Playbook

Overview

Playbook is a web application available for installation on Manager nodes. Playbook allows you to create a Detection Playbook, which itself consists of individual Plays. These Plays are fully self-contained and describe the different aspects around a particular detection strategy.

https://user-images.githubusercontent.com/1659467/87230271-c5cb0880-c37c-11ea-8a36-24cabf137ed2.png

The key components of a Play are:

  1. Objective and context - what exactly are we trying to detect and why?

  2. What are the follow-up actions required to validate and/or remediate when results are seen?

  3. The actual query needed to implement the Play’s objective. In our case, the ElastAlert / Elasticsearch configuration.

Any results from a Play (low, medium, high, critical severity) are available to view within Dashboards, Hunt, or Kibana. High or critical severity results from a Play will generate an Alert within the Security Onion Console Alerts interface.

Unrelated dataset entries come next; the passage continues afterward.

//! Ordered collection of registered tools.

use crate::tool::Tool;
use std::collections::HashMap;
use std::sync::Arc;

/// Tools known to the resolver, kept in registration order.
///
/// Registration order matters: it breaks ties when several input tools
/// accept the same input.
#[derive(Debug, Clone, Default)]
pub struct Registry {
    tools: Vec<Arc<Tool>>,
    index: HashMap<String, usize>,
}

impl Registry {
    /// Create an empty registry.
    #[must_use]
    pub fn new() -> Self {
        Self::default()
    }

    /// Register a tool. A tool with the same name is replaced in place.
    pub fn register(&mut self, tool: Tool) {
        let tool = Arc::new(tool);
        if let Some(&idx) = self.index.get(&tool.name) {
            self.tools[idx] = tool;
        } else {
            self.index.insert(tool.name.clone(), self.tools.len());
            self.tools.push(tool);
        }
    }

    /// Builder-style [`register`](Self::register).
    #[must_use]
    pub fn with(mut self, tool: Tool) -> Self {
        self.register(tool);
        self
    }

    /// Look up a tool by name.
    #[must_use]
    pub fn get(&self, name: &str) -> Option<&Arc<Tool>> {
        self.index.get(name).map(|&idx| &self.tools[idx])
    }

    /// Check if a tool is registered.
    #[must_use]
    pub fn contains(&self, name: &str) -> bool {
        self.index.contains_key(name)
    }

    /// All tools in registration order.
    pub fn iter(&self) -> impl Iterator<Item = &Arc<Tool>> {
        self.tools.iter()
    }

    /// Tools consuming raw user input, in registration order.
    pub fn inputs(&self) -> impl Iterator<Item = &Arc<Tool>> {
        self.tools.iter().filter(|tool| tool.is_input())
    }

    /// Number of registered tools.
    #[must_use]
    pub fn len(&self) -> usize {
        self.tools.len()
    }

    /// Whether no tools are registered.
    #[must_use]
    pub fn is_empty(&self) -> bool {
        self.tools.is_empty()
    }
}

impl FromIterator<Tool> for Registry {
    fn from_iter<I: IntoIterator<Item = Tool>>(iter: I) -> Self {
        let mut registry = Self::new();
        for tool in iter {
            registry.register(tool);
        }
        registry
    }
}
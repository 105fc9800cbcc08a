//! pipewright CLI
//!
//! Resolves the toolchain that turns an input artifact into a requested
//! type, installs the packaged tools it needs and runs them in order.

// Artifacts go to stdout and fatal errors to stderr
#![allow(clippy::print_stderr)]

mod cli;
mod commands;
mod progress;
mod registry;
mod tracing;

use crate::cli::{Cli, Commands};
use crate::commands::Context;
use crate::tracing::{TracingConfig, init_tracing};
use pipewright_core::{PackageCache, Target};

#[tokio::main]
async fn main() {
    // Tracing may be unusable during a panic
    std::panic::set_hook(Box::new(|panic_info| {
        eprintln!("Application panicked: {panic_info}");
        eprintln!("Internal error occurred. Run with RUST_LOG=debug for more information.");
    }));

    if let Err(error) = run_main().await {
        eprintln!("{error:?}");
        std::process::exit(1);
    }
}

async fn run_main() -> miette::Result<()> {
    let cli = cli::parse();

    init_tracing(TracingConfig {
        format: cli.tracing_format(),
        level: cli.level.into(),
        ..TracingConfig::default()
    })?;

    let ctx = Context::new(
        cli.config.as_deref(),
        cli.cache_dir.clone(),
        cli.update_cache,
        registry::builtin()?,
        cli.json,
    )?;
    let mut out = std::io::stdout().lock();

    match cli.command {
        Commands::Run { file, to, depends } => {
            let target = Target::new(to).with_depends(depends);
            commands::run(&ctx, file.as_deref(), &target, &mut out).await
        }
        Commands::ShowToolchain {
            file,
            to,
            from,
            depends,
        } => {
            let target = Target::new(to).with_depends(depends);
            commands::show_toolchain(&ctx, file.as_deref(), from.as_deref(), &target, &mut out)
                .await
        }
        Commands::ListInputs => commands::list_inputs(&ctx.registry, ctx.json, &mut out),
        Commands::ListInstalled => {
            let cache = PackageCache::from_config(&ctx.config);
            commands::list_installed(&cache, ctx.json, &mut out)
        }
    }
}
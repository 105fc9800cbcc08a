//! Resolve-then-run entry point.

use crate::cache::PackageCache;
use crate::config::Config;
use crate::executor::{ExecutionObserver, Executor};
use crate::provider::PackageProvider;
use crate::registry::Registry;
use crate::resolver::{Resolver, Target};
use crate::tool::Sequence;
use crate::Result;
use std::sync::Arc;

/// A registry, a provider and a cache wired together.
pub struct Toolchain {
    resolver: Resolver,
    executor: Executor,
    cache: PackageCache,
}

impl Toolchain {
    /// Wire up a toolchain.
    ///
    /// # Errors
    ///
    /// Returns a configuration error if `config` is invalid.
    pub fn new(
        registry: Arc<Registry>,
        provider: Arc<dyn PackageProvider>,
        config: &Config,
    ) -> Result<Self> {
        config.validate()?;
        let cache = PackageCache::from_config(config);
        Ok(Self {
            resolver: Resolver::new(registry, provider.clone(), config)?,
            executor: Executor::new(provider, cache.clone()),
            cache,
        })
    }

    /// The resolver.
    #[must_use]
    pub fn resolver(&self) -> &Resolver {
        &self.resolver
    }

    /// The package cache.
    #[must_use]
    pub fn cache(&self) -> &PackageCache {
        &self.cache
    }

    /// Resolve the pipeline for raw `input`.
    ///
    /// # Errors
    ///
    /// See [`Resolver::resolve_input`].
    pub async fn resolve(
        &self,
        input: &[u8],
        target: &Target,
        observer: &dyn ExecutionObserver,
    ) -> Result<Sequence> {
        self.resolver.resolve_input(input, target, observer).await
    }

    /// Resolve the pipeline for `input` and run it.
    ///
    /// # Errors
    ///
    /// Any resolution or execution error.
    pub async fn run(
        &self,
        input: Vec<u8>,
        target: &Target,
        observer: &dyn ExecutionObserver,
    ) -> Result<Vec<u8>> {
        let sequence = self.resolve(&input, target, observer).await?;
        self.executor.run(&sequence, input, observer).await
    }
}
//! Sequential execution of resolved pipelines.

use crate::cache::PackageCache;
use crate::process;
use crate::provider::PackageProvider;
use crate::tool::{ResolvedTool, Sequence, TransformContext};
use crate::{Error, Result};
use std::path::PathBuf;
use std::sync::Arc;
use std::time::Instant;
use tracing::{debug, info, warn};

/// Callbacks reporting resolution and execution progress.
///
/// Every method has a no-op default.
pub trait ExecutionObserver: Send + Sync {
    /// Resolution started.
    fn on_build_start(&self) {}

    /// Resolution produced `sequence`.
    fn on_build_finish(&self, _sequence: &Sequence) {}

    /// `tool` is about to run.
    fn on_tool_start(&self, _tool: &ResolvedTool) {}

    /// `tool` finished, with `error` set if it failed.
    fn on_tool_finish(&self, _error: Option<&Error>, _tool: &ResolvedTool) {}
}

/// Observer that ignores every event.
#[derive(Debug, Clone, Copy, Default)]
pub struct NoopObserver;

impl ExecutionObserver for NoopObserver {}

/// Runs pipelines step by step, installing packages on demand.
pub struct Executor {
    provider: Arc<dyn PackageProvider>,
    cache: PackageCache,
}

impl Executor {
    /// Create an executor.
    #[must_use]
    pub fn new(provider: Arc<dyn PackageProvider>, cache: PackageCache) -> Self {
        Self { provider, cache }
    }

    /// Feed `input` through every step of `sequence`, returning the last
    /// step's output.
    ///
    /// Stops at the first failing step; later steps are neither installed
    /// nor run.
    ///
    /// # Errors
    ///
    /// Returns the first step's error, after reporting it to `observer`.
    pub async fn run(
        &self,
        sequence: &Sequence,
        input: Vec<u8>,
        observer: &dyn ExecutionObserver,
    ) -> Result<Vec<u8>> {
        let mut artifact = input;
        for step in sequence {
            observer.on_tool_start(step);
            let started = Instant::now();
            match self.run_step(step, &artifact).await {
                Ok(output) => {
                    info!(
                        tool = %step.display_name(),
                        bytes = output.len(),
                        elapsed_ms = started.elapsed().as_millis(),
                        "Step finished"
                    );
                    observer.on_tool_finish(None, step);
                    artifact = output;
                }
                Err(e) => {
                    warn!(tool = %step.display_name(), error = %e, "Step failed");
                    observer.on_tool_finish(Some(&e), step);
                    return Err(e);
                }
            }
        }
        Ok(artifact)
    }

    async fn run_step(&self, step: &ResolvedTool, artifact: &[u8]) -> Result<Vec<u8>> {
        let install_dir = match (&step.tool.package, &step.version) {
            (Some(package), Some(version)) => Some(
                self.cache
                    .ensure_installed(self.provider.as_ref(), package, &version.to_string())
                    .await?,
            ),
            _ => None,
        };

        if let Some(transform) = &step.tool.transform {
            debug!(tool = %step.name(), "Running in-process transform");
            let context = TransformContext {
                install_dir: install_dir.as_deref(),
                version: step.version.as_ref(),
            };
            return transform(artifact, &context)
                .map_err(|message| Error::tool_failed(step.name(), None, message));
        }

        let bin = self.locate(step, install_dir).await?;
        process::run(step.name(), &step.tool.invocation, bin.as_deref(), artifact).await
    }

    async fn locate(
        &self,
        step: &ResolvedTool,
        install_dir: Option<PathBuf>,
    ) -> Result<Option<PathBuf>> {
        let (Some(package), Some(version), Some(dir)) =
            (&step.tool.package, &step.version, install_dir)
        else {
            return Ok(None);
        };
        self.provider
            .locate_executable(package, &version.to_string(), &dir)
            .await
            .map(Some)
    }
}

The final piece to Playbook is automation. Once a Play is made active, the following happens:

Getting Started

You can access Playbook by logging into Security Onion Console (SOC) and clicking the Playbook link. You will see over 500 plays already created that have been imported from the Sigma Community repostory of rules at https://github.com/Neo23x0/sigma/tree/master/rules.

Creating a new Play

Plays are based on Sigma rules - from https://github.com/Neo23x0/sigma:

Sigma is a generic and open signature format that allows you to describe relevant log events in a straightforward manner. The rule format is very flexible, easy to write and applicable to any type of log file. The main purpose of this project is to provide a structured form in which researchers or analysts can describe their once developed detection methods and make them shareable with others.

To create a new play, click on the Sigma Editor menu link. Either Load a sample Sigma rule or paste one into the Sigma field and click Convert. This will convert the Sigma into a query that you can use in Dashboards, Hunt, or Kibana to confirm that it will work for your target log.

Refer to the Log Sources and Field Names section below for details around what field names to use in the Sigma etc.

Once you are ready to create the Play, click Create Play From Sigma. If the Play creation is successful, you will be redirected to the newly created Play - it will have a status of Draft.

The lifecycle of a Play is as follows:
  1. Draft (Initial state)

  2. Active (In Production)

  3. Inactive (Temporarily moved out of production)

  4. Archived (Play has been superseded/retired)

A Play can also have the status of Disabled, which means that it is broken in some way and should not be made Active.

Editing a Play

Click on Edit to edit a Play. There will only be a few fields that you can modify - to make edits to the others (Title, Description, etc), you will need to edit the Sigma inside the Sigma field. Keep in mind that the Sigma is YAML formatted, so if you have major edits to make it is recommended to lint it and/or Convert it through the Sigma Editor to confirm that it is formatted correctly. Be sure to remove the prepended and postpended Playbook-specific syntax highlighting before linting/converting - {{collapse(View Sigma) <pre><code class="yaml"> and </code></pre>}}.

Once you save your changes, Playbook will update the rest of the fields to match your edits, including regenerating the Elastalert rule if needed.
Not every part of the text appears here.